NIOSH Seeks Comment on Diacetyl Document

The National Institute for Occupational Safety and Health (NIOSH) seeks public comment on a draft document concerning occupational exposure limits and control recommendations for the food flavorings diacetyl and 2,3-pentanedione.

Occupational exposure to diacetyl, which is used to add flavor and aroma to food such as microwave popcorn, has been linked with debilitating lung disease. While some manufacturers began using 2,3-pentanedione in place of diacetyl, health concerns are associated with this substitute, as well.

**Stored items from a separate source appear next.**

//! Document arena, root listeners and mutation queue.

use std::cell::RefCell;
use std::collections::HashMap;
use std::fmt;
use std::rc::Rc;

use indexmap::IndexMap;

use super::element::Element;
use super::event::{Event, EventType};
use super::mutation::MutationRecord;

/// Generation-checked handle to a node slot.
#[derive(Debug, Clone, Copy, PartialEq, Eq, Hash, PartialOrd, Ord)]
pub struct NodeId {
	index: u32,
	generation: u32,
}

impl NodeId {
	/// Arena slot index.
	pub fn index(&self) -> u32 {
		self.index
	}

	/// Slot generation at the time the node was created.
	pub fn generation(&self) -> u32 {
		self.generation
	}
}

/// A document-root event listener.
pub type Listener = Rc<dyn Fn(&Event)>;

/// A structural observer, called with each batch of queued records.
pub type MutationObserverFn = Rc<dyn Fn(&[MutationRecord])>;

#[derive(Debug)]
pub(crate) struct Node {
	pub(crate) tag: String,
	pub(crate) attributes: IndexMap<String, String>,
	pub(crate) parent: Option<NodeId>,
	pub(crate) children: Vec<NodeId>,
}

impl Node {
	fn new(tag: &str) -> Self {
		Self {
			tag: tag.to_ascii_lowercase(),
			attributes: IndexMap::new(),
			parent: None,
			children: Vec::new(),
		}
	}
}

struct Slot {
	generation: u32,
	node: Option<Node>,
}

pub(crate) struct DocumentInner {
	slots: Vec<Slot>,
	free: Vec<u32>,
	root: NodeId,
	head: NodeId,
	body: NodeId,
	listeners: HashMap<EventType, Vec<Listener>>,
	observers: Vec<MutationObserverFn>,
	pub(crate) pending: Vec<MutationRecord>,
}

impl DocumentInner {
	fn alloc(&mut self, tag: &str) -> NodeId {
		if let Some(index) = self.free.pop() {
			let slot = &mut self.slots[index as usize];
			slot.node = Some(Node::new(tag));
			return NodeId {
				index,
				generation: slot.generation,
			};
		}

		let index = self.slots.len() as u32;
		self.slots.push(Slot {
			generation: 0,
			node: Some(Node::new(tag)),
		});
		NodeId {
			index,
			generation: 0,
		}
	}

	fn release(&mut self, id: NodeId) {
		if let Some(slot) = self.slots.get_mut(id.index as usize)
			&& slot.generation == id.generation
		{
			slot.node = None;
			slot.generation = slot.generation.wrapping_add(1);
			self.free.push(id.index);
		}
	}

	pub(crate) fn root(&self) -> NodeId {
		self.root
	}

	pub(crate) fn node(&self, id: NodeId) -> Option<&Node> {
		self.slots
			.get(id.index as usize)
			.filter(|slot| slot.generation == id.generation)
			.and_then(|slot| slot.node.as_ref())
	}

	pub(crate) fn node_mut(&mut self, id: NodeId) -> Option<&mut Node> {
		self.slots
			.get_mut(id.index as usize)
			.filter(|slot| slot.generation == id.generation)
			.and_then(|slot| slot.node.as_mut())
	}

	pub(crate) fn is_live(&self, id: NodeId) -> bool {
		self.node(id).is_some()
	}

	pub(crate) fn is_connected(&self, id: NodeId) -> bool {
		let mut current = id;
		loop {
			if current == self.root {
				return true;
			}
			match self.node(current).and_then(|node| node.parent) {
				Some(parent) => current = parent,
				None => return false,
			}
		}
	}

	/// Preorder walk of `start` and everything below it.
	pub(crate) fn descendants(&self, start: NodeId) -> Vec<NodeId> {
		let mut out = Vec::new();
		let mut stack = vec![start];
		while let Some(id) = stack.pop() {
			if let Some(node) = self.node(id) {
				out.push(id);
				stack.extend(node.children.iter().rev().copied());
			}
		}
		out
	}

	/// Frees `id` and its subtree, returning the freed ids in preorder.
	pub(crate) fn remove_subtree(&mut self, id: NodeId) -> Vec<NodeId> {
		if let Some(parent) = self.node(id).and_then(|node| node.parent)
			&& let Some(parent) = self.node_mut(parent)
		{
			parent.children.retain(|child| *child != id);
		}

		let removed = self.descendants(id);
		for node in &removed {
			self.release(*node);
		}
		removed
	}
}

/// Shared handle to a document.
///
/// Cloning is cheap; every clone refers to the same tree, listener table and
/// mutation queue.
#[derive(Clone)]
pub struct Document {
	inner: Rc<RefCell<DocumentInner>>,
}

impl Default for Document {
	fn default() -> Self {
		Self::new()
	}
}

impl fmt::Debug for Document {
	fn fmt(&self, f: &mut fmt::Formatter<'_>) -> fmt::Result {
		let inner = self.inner.borrow();
		f.debug_struct("Document")
			.field("nodes", &(inner.slots.len() - inner.free.len()))
			.field("listeners", &inner.listeners.keys().collect::<Vec<_>>())
			.field("observers", &inner.observers.len())
			.field("pending", &inner.pending.len())
			.finish()
	}
}

impl Document {
	/// Creates a document containing `<html><head></head><body></body></html>`.
	pub fn new() -> Self {
		let mut inner = DocumentInner {
			slots: Vec::new(),
			free: Vec::new(),
			root: NodeId {
				index: 0,
				generation: 0,
			},
			head: NodeId {
				index: 0,
				generation: 0,
			},
			body: NodeId {
				index: 0,
				generation: 0,
			},
			listeners: HashMap::new(),
			observers: Vec::new(),
			pending: Vec::new(),
		};

		let root = inner.alloc("html");
		let head = inner.alloc("head");
		let body = inner.alloc("body");
		for child in [head, body] {
			if let Some(node) = inner.node_mut(child) {
				node.parent = Some(root);
			}
		}
		if let Some(node) = inner.node_mut(root) {
			node.children = vec![head, body];
		}
		inner.root = root;
		inner.head = head;
		inner.body = body;

		Self {
			inner: Rc::new(RefCell::new(inner)),
		}
	}

	pub(crate) fn inner(&self) -> &Rc<RefCell<DocumentInner>> {
		&self.inner
	}

	/// Whether both handles refer to the same document.
	pub fn ptr_eq(&self, other: &Document) -> bool {
		Rc::ptr_eq(&self.inner, &other.inner)
	}

	/// The `<html>` element.
	pub fn root(&self) -> Element {
		Element::new(self.clone(), self.inner.borrow().root)
	}

	/// The `<head>` element.
	pub fn head(&self) -> Element {
		Element::new(self.clone(), self.inner.borrow().head)
	}

	/// The `<body>` element.
	pub fn body(&self) -> Element {
		Element::new(self.clone(), self.inner.borrow().body)
	}

	/// Creates a detached element. It joins the document once appended.
	pub fn create_element(&self, tag: &str) -> Element {
		let id = self.inner.borrow_mut().alloc(tag);
		Element::new(self.clone(), id)
	}

	/// Resolves a node id to an element handle if the node is still alive.
	pub fn element(&self, id: NodeId) -> Option<Element> {
		self.inner
			.borrow()
			.is_live(id)
			.then(|| Element::new(self.clone(), id))
	}

	/// First connected element, in document order, whose `id` is `id`.
	pub fn get_element_by_id(&self, id: &str) -> Option<Element> {
		let inner = self.inner.borrow();
		inner
			.descendants(inner.root)
			.into_iter()
			.find(|node| {
				inner
					.node(*node)
					.and_then(|n| n.attributes.get("id"))
					.is_some_and(|value| value == id)
			})
			.map(|node| Element::new(self.clone(), node))
	}

	/// `root` and its descendants carrying attribute `name`, in document order.
	pub fn query_all_with_attribute(&self, root: &Element, name: &str) -> Vec<Element> {
		self.query_all(root, |node| node.attributes.contains_key(name))
	}

	/// `root` and its descendants whose class list contains `class`.
	pub fn query_all_with_class(&self, root: &Element, class: &str) -> Vec<Element> {
		self.query_all(root, |node| {
			node.attributes
				.get("class")
				.is_some_and(|classes| classes.split_whitespace().any(|c| c == class))
		})
	}

	fn query_all<P>(&self, root: &Element, predicate: P) -> Vec<Element>
	where
		P: Fn(&Node) -> bool,
	{
		if !root.owner_document().ptr_eq(self) {
			return Vec::new();
		}
		let inner = self.inner.borrow();
		inner
			.descendants(root.node_id())
			.into_iter()
			.filter(|id| inner.node(*id).is_some_and(&predicate))
			.map(|id| Element::new(self.clone(), id))
			.collect()
	}

	/// Number of live nodes, detached ones included.
	pub fn node_count(&self) -> usize {
		let inner = self.inner.borrow();
		inner.slots.len() - inner.free.len()
	}

	/// Adds a listener at the document root.
	///
	/// Listeners are never deduplicated; callers that need a single listener
	/// per event type keep their own guard.
	pub fn add_event_listener<F>(&self, event_type: EventType, listener: F)
	where
		F: Fn(&Event) + 'static,
	{
		self.inner
			.borrow_mut()
			.listeners
			.entry(event_type)
			.or_default()
			.push(Rc::new(listener));
	}

	/// Number of document-root listeners for `event_type`.
	pub fn listener_count(&self, event_type: &EventType) -> usize {
		self.inner
			.borrow()
			.listeners
			.get(event_type)
			.map_or(0, Vec::len)
	}

	/// Dispatches an event of `event_type` targeting `target`.
	///
	/// Every root listener for the type runs in registration order until one
	/// stops propagation; then pending mutation records are delivered.
	pub fn dispatch_event(&self, target: &Element, event_type: EventType) -> Event {
		let event = Event::new(event_type, target.clone());
		let listeners = self
			.inner
			.borrow()
			.listeners
			.get(event.event_type())
			.cloned()
			.unwrap_or_default();

		for listener in listeners {
			listener(&event);
			if event.propagation_stopped() {
				break;
			}
		}

		self.flush_mutations();
		event
	}

	/// Registers a structural observer.
	pub fn observe<F>(&self, observer: F)
	where
		F: Fn(&[MutationRecord]) + 'static,
	{
		self.inner.borrow_mut().observers.push(Rc::new(observer));
	}

	/// Number of records waiting for the next checkpoint.
	pub fn pending_mutations(&self) -> usize {
		self.inner.borrow().pending.len()
	}

	/// Delivers queued mutation records to every observer.
	///
	/// Records queued by observers themselves are delivered in a following
	/// round of the same call. Returns the number of records delivered.
	pub fn flush_mutations(&self) -> usize {
		let mut delivered = 0;
		loop {
			let (records, observers) = {
				let mut inner = self.inner.borrow_mut();
				if inner.pending.is_empty() {
					break;
				}
				(std::mem::take(&mut inner.pending), inner.observers.clone())
			};

			delivered += records.len();
			for observer in &observers {
				observer(&records);
			}
		}
		delivered
	}
}

#[cfg(test)]
mod tests {
	use super::*;
	use rstest::rstest;
	use std::cell::Cell;

	#[rstest]
	fn test_new_document_shape() {
		let doc = Document::new();

		assert_eq!(doc.root().tag_name(), "html");
		assert_eq!(doc.head().parent(), Some(doc.root()));
		assert_eq!(doc.body().parent(), Some(doc.root()));
		assert_eq!(doc.node_count(), 3);
	}

	#[rstest]
	fn test_released_slot_gets_new_generation() {
		// Arrange
		let doc = Document::new();
		let first = doc.create_element("div");
		doc.body().append_child(&first).unwrap();
		let first_id = first.node_id();

		// Act
		first.remove();
		let second = doc.create_element("span");

		// Assert
		assert_eq!(second.node_id().index(), first_id.index());
		assert_ne!(second.node_id(), first_id);
		assert!(doc.element(first_id).is_none());
		assert_eq!(second.tag_name(), "span");
	}

	#[rstest]
	fn test_get_element_by_id_ignores_detached() {
		let doc = Document::new();
		let detached = doc.create_element("div").attr("id", "ghost");
		assert!(doc.get_element_by_id("ghost").is_none());

		doc.body().append_child(&detached).unwrap();
		assert_eq!(doc.get_element_by_id("ghost"), Some(detached));
	}

	#[rstest]
	fn test_query_all_in_document_order() {
		// Arrange
		let doc = Document::new();
		let outer = doc.create_element("section").attr("data-action", "outer");
		let inner = doc.create_element("button").attr("data-action", "inner");
		let plain = doc.create_element("p");
		outer.append_child(&inner).unwrap();
		doc.body().append_child(&outer).unwrap();
		doc.body().append_child(&plain).unwrap();

		// Act
		let found = doc.query_all_with_attribute(&doc.root(), "data-action");

		// Assert
		assert_eq!(found, vec![outer, inner]);
	}

	#[rstest]
	fn test_query_all_with_class() {
		let doc = Document::new();
		let modal = doc.create_element("div").attr("class", "modal fade");
		let not_modal = doc.create_element("div").attr("class", "modal-dialog");
		modal.append_child(&not_modal).unwrap();
		doc.body().append_child(&modal).unwrap();

		assert_eq!(doc.query_all_with_class(&doc.body(), "modal"), vec![modal]);
	}

	#[rstest]
	fn test_dispatch_runs_listeners_in_order_until_stopped() {
		// Arrange
		let doc = Document::new();
		let calls = Rc::new(RefCell::new(Vec::new()));
		for label in ["first", "second", "third"] {
			let calls = calls.clone();
			doc.add_event_listener(EventType::Click, move |event| {
				calls.borrow_mut().push(label);
				if label == "second" {
					event.stop_propagation();
				}
			});
		}

		// Act
		doc.dispatch_event(&doc.body(), EventType::Click);

		// Assert
		assert_eq!(*calls.borrow(), vec!["first", "second"]);
		assert_eq!(doc.listener_count(&EventType::Click), 3);
		assert_eq!(doc.listener_count(&EventType::Submit), 0);
	}

	#[rstest]
	fn test_mutations_delivered_at_checkpoint() {
		// Arrange
		let doc = Document::new();
		let seen = Rc::new(Cell::new(0));
		{
			let seen = seen.clone();
			doc.observe(move |records| {
				seen.set(seen.get() + records.iter().filter(|r| r.has_removals()).count())
			});
		}
		let node = doc.create_element("div");
		doc.body().append_child(&node).unwrap();

		// Act
		node.remove();

		// Assert
		assert_eq!(seen.get(), 0);
		assert_eq!(doc.pending_mutations(), 2);
		assert_eq!(doc.flush_mutations(), 2);
		assert_eq!(seen.get(), 1);
		assert_eq!(doc.pending_mutations(), 0);
	}

	#[rstest]
	fn test_dispatch_flushes_mutations() {
		// Arrange
		let doc = Document::new();
		let target = doc.create_element("button");
		doc.body().append_child(&target).unwrap();
		doc.flush_mutations();
		let removed = Rc::new(Cell::new(0));
		{
			let removed = removed.clone();
			doc.observe(move |records| {
				removed.set(removed.get() + records.iter().map(|r| r.removed.len()).sum::<usize>())
			});
		}
		doc.add_event_listener(EventType::Click, |event| {
			event.target().remove();
		});

		// Act
		doc.dispatch_event(&target, EventType::Click);

		// Assert
		assert_eq!(removed.get(), 1);
		assert!(!target.is_live());
	}
}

NIOSH’s draft document, “Criteria for a Recommended Standard: Occupational Exposure to Diacetyl and 2,3-pentanedione,” recommends the following exposure limits for diacetyl and 2,3-pentanedione:

Diacetyl – a recommended exposure limit (REL) of 5 parts per billion (ppb) as an 8-hour, time-weighted average during a 40-hour workweek. NIOSH also recommends a short-term exposure limit (STEL) for diacetyl of 25 ppb for a 15-minute time period.

2,3-pentanedione – an REL of 9.3 ppb as an 8-hour, time-weighted average during a 40-hour workweek. This REL is based on the lowest level at which the substance reliably can be detected using the existing analytical method, and should not be misconstrued to imply that 2,3-pentanedione is of lower toxicity than diacetyl. On the same basis of analytic method limitation, NIOSH also recommends an STEL of 31 ppb to limit peak exposures for 2,3-pentanedione.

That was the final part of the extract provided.